Living in a 300 square foot hotel room (with no kitchen) for almost 2 months has tested my ability to be a leader in my own personal life. Meaning, I have recognized that I have been lacking in self-awareness. And not being as good at communicating or listening as I’d like to be. No excuses, but I was used to being able to disappear into my office for a few hours at a time. Or to walk into the bedroom for a little privacy. Bill loves to cook but now has no ability to be creative in the kitchen let alone have his own space. Our dog, Cabo, probably has it the best as she’s now able to jump onto the bed and the sofa with no trouble (and by the way, she seems way okay being near us all the time!).
I like to believe that I’ve consistently practiced my leadership skills at home. But I’ve gotten a little lazy. In this situation, I’ve been working on being more sensitive; how I’m feeling doesn’t just impact me. I can’t hide if I’m annoyed with something. I’m focusing on being more patient. I’ve had to remember to communicate my work schedule as it impacts Bill directly — he has to leave the room so I can have my zoom calls.
I’m sure many of you experienced some of this during the “lockdown”. Being in one room has certainly reminded me of the importance of being self-aware; my mood and actions do impact others. Of course, I know this, as do you, but sometimes, life gives us reminders.
I’ve been checking in with myself on other fronts as well.
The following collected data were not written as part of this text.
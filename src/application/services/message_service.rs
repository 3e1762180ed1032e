use std::sync::Arc;

use crate::application::errors::{BotError, CommandError};
use crate::application::messaging::MessageParser;
use crate::application::services::AdminService;
use crate::domain::entities::{Content, Event, Invocation, Message, User};
use crate::domain::traits::{Bot, EventBus};

/// Routes messages from one guild to admin commands, cog commands or the event bus
pub struct MessageService<B: Bot> {
    bot: B,
    parser: MessageParser,
    admin: Arc<AdminService>,
    bus: Arc<dyn EventBus>,
}

impl<B: Bot> MessageService<B> {
    pub fn new(bot: B, parser: MessageParser, admin: Arc<AdminService>, bus: Arc<dyn EventBus>) -> Self {
        Self {
            bot,
            parser,
            admin,
            bus,
        }
    }

    pub fn bot(&self) -> &B {
        &self.bot
    }

    /// Parse raw input and process it
    pub async fn handle_text(&self, guild_id: &str, text: &str, sender: Option<User>) -> Result<Option<String>, BotError> {
        let message = self.parser.parse(guild_id, text, sender);
        self.process(message).await
    }

    /// Process an incoming message and return the reply, if any
    pub async fn process(&self, message: Message) -> Result<Option<String>, BotError> {
        tracing::debug!("Processing message: {:?}", message.content);

        match &message.content {
            Content::Text(_) => {
                let delivered = self.bus.emit(&Event::message_create(&message)).await;
                tracing::debug!("messageCreate delivered to {} handlers", delivered);
                Ok(None)
            }
            Content::Command { name, args } => {
                let reply = self.route_command(&message, name, args).await?;
                Ok(Some(reply))
            }
            Content::Empty => Ok(None),
        }
    }

    async fn route_command(&self, message: &Message, name: &str, args: &[String]) -> Result<String, BotError> {
        let guild = message.guild_id.as_str();
        let arg = move |i: usize| args.get(i).map(String::as_str);
        let required = move |i: usize, usage: &'static str| {
            arg(i).ok_or_else(|| BotError::Command(CommandError::InvalidArgs(format!("Usage: {}", usage))))
        };

        match name {
            "help" => match arg(0) {
                Some(cog) => self.admin.cog_commands(cog),
                None => self.admin.help(guild).await,
            },
            "cogs" => self.admin.guild_overview(guild).await,
            "reload" => self.admin.reload(required(0, "reload <cog>")?).await,
            "load" => self.admin.load(required(0, "load <cog>")?).await,
            "unload" => self.admin.unload(required(0, "unload <cog>")?).await,
            "enable" | "disable" => self.admin.toggle(guild, required(0, "enable|disable <cog>")?, name).await,
            _ => self.dispatch_cog_command(message, name).await,
        }
    }

    async fn dispatch_cog_command(&self, message: &Message, name: &str) -> Result<String, BotError> {
        let cog = self
            .admin
            .registry()
            .resolve_command(name)
            .ok_or_else(|| CommandError::NotFound(name.to_string()))?;

        if !self.admin.guilds().is_enabled(cog.id(), &message.guild_id).await {
            return Err(CommandError::Disabled(cog.id().to_string()).into());
        }

        let invocation = Invocation::from_message(message)
            .ok_or_else(|| BotError::Internal("command message without command content".to_string()))?;
        tracing::info!("Running /{} from cog {} in guild {}", name, cog.id(), message.guild_id);
        Ok(cog.execute(name, &invocation).await?)
    }

    /// Send a response message
    pub async fn respond(&self, guild_id: &str, text: &str) -> Result<String, BotError> {
        self.bot.send_message(guild_id, text).await
    }
}

#[cfg(test)]
mod tests {
    use super::*;
    use crate::cogs::{BuiltinCatalog, CogLocator, CogRegistry, GuildScope, HostContext};
    use crate::infrastructure::adapters::console::ConsoleAdapter;
    use crate::infrastructure::cogs::BuiltinSource;
    use crate::infrastructure::events::LocalEventBus;
    use crate::infrastructure::storage::MemoryGuildStore;

    async fn service() -> MessageService<ConsoleAdapter> {
        let bus = Arc::new(LocalEventBus::new());
        let host = HostContext {
            bot_name: "test".to_string(),
            prefix: "/".to_string(),
            guilds: GuildScope::new(Arc::new(MemoryGuildStore::default())),
        };
        let registry = CogRegistry::new(Arc::new(BuiltinSource::new(BuiltinCatalog::standard())), bus.clone(), host);
        for id in ["economy", "template"] {
            registry.load(&CogLocator::Builtin(id.to_string())).await.unwrap();
        }
        let admin = Arc::new(AdminService::new(Arc::new(registry)));
        MessageService::new(ConsoleAdapter::new("test"), MessageParser::new("/"), admin, bus)
    }

    #[tokio::test]
    async fn test_cog_command_requires_guild_enablement() {
        let service = service().await;
        let err = service.handle_text("g1", "/hello", None).await.unwrap_err();
        assert!(matches!(err, BotError::Command(CommandError::Disabled(_))));

        service.handle_text("g1", "/enable template", None).await.unwrap();
        let reply = service.handle_text("g1", "/hello", None).await.unwrap();
        assert_eq!(reply.as_deref(), Some("👋 Hello from the Template Cog!"));
    }

    #[tokio::test]
    async fn test_unknown_command_is_not_found() {
        let service = service().await;
        let err = service.handle_text("g1", "/nope", None).await.unwrap_err();
        assert!(matches!(err, BotError::Command(CommandError::NotFound(_))));
    }

    #[tokio::test]
    async fn test_plain_text_reaches_event_handlers() {
        let service = service().await;
        assert!(service.handle_text("g1", "template talk", None).await.unwrap().is_none());

        let template = service.admin.registry().get("template").unwrap();
        assert_eq!(template.context().state.get("mentions"), Some(serde_json::json!(1)));
    }

    #[tokio::test]
    async fn test_admin_commands_need_arguments() {
        let service = service().await;
        let err = service.handle_text("g1", "/reload", None).await.unwrap_err();
        assert!(matches!(err, BotError::Command(CommandError::InvalidArgs(_))));
        assert!(service.handle_text("g1", "/reload economy", None).await.is_ok());
    }
}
Am I actively listening to people? Am I focused on “I” versus “you” or “we”? Am I being accountable – doing what I said I was going to do? Am I focused on giving or receiving? Am I being selfish? Am I showing appreciation and gratitude on a daily basis?
Being in this hotel room has been a good check for me. I needed the reminder that showing respect to those you love is so very important, not just when it’s easy but all of the time.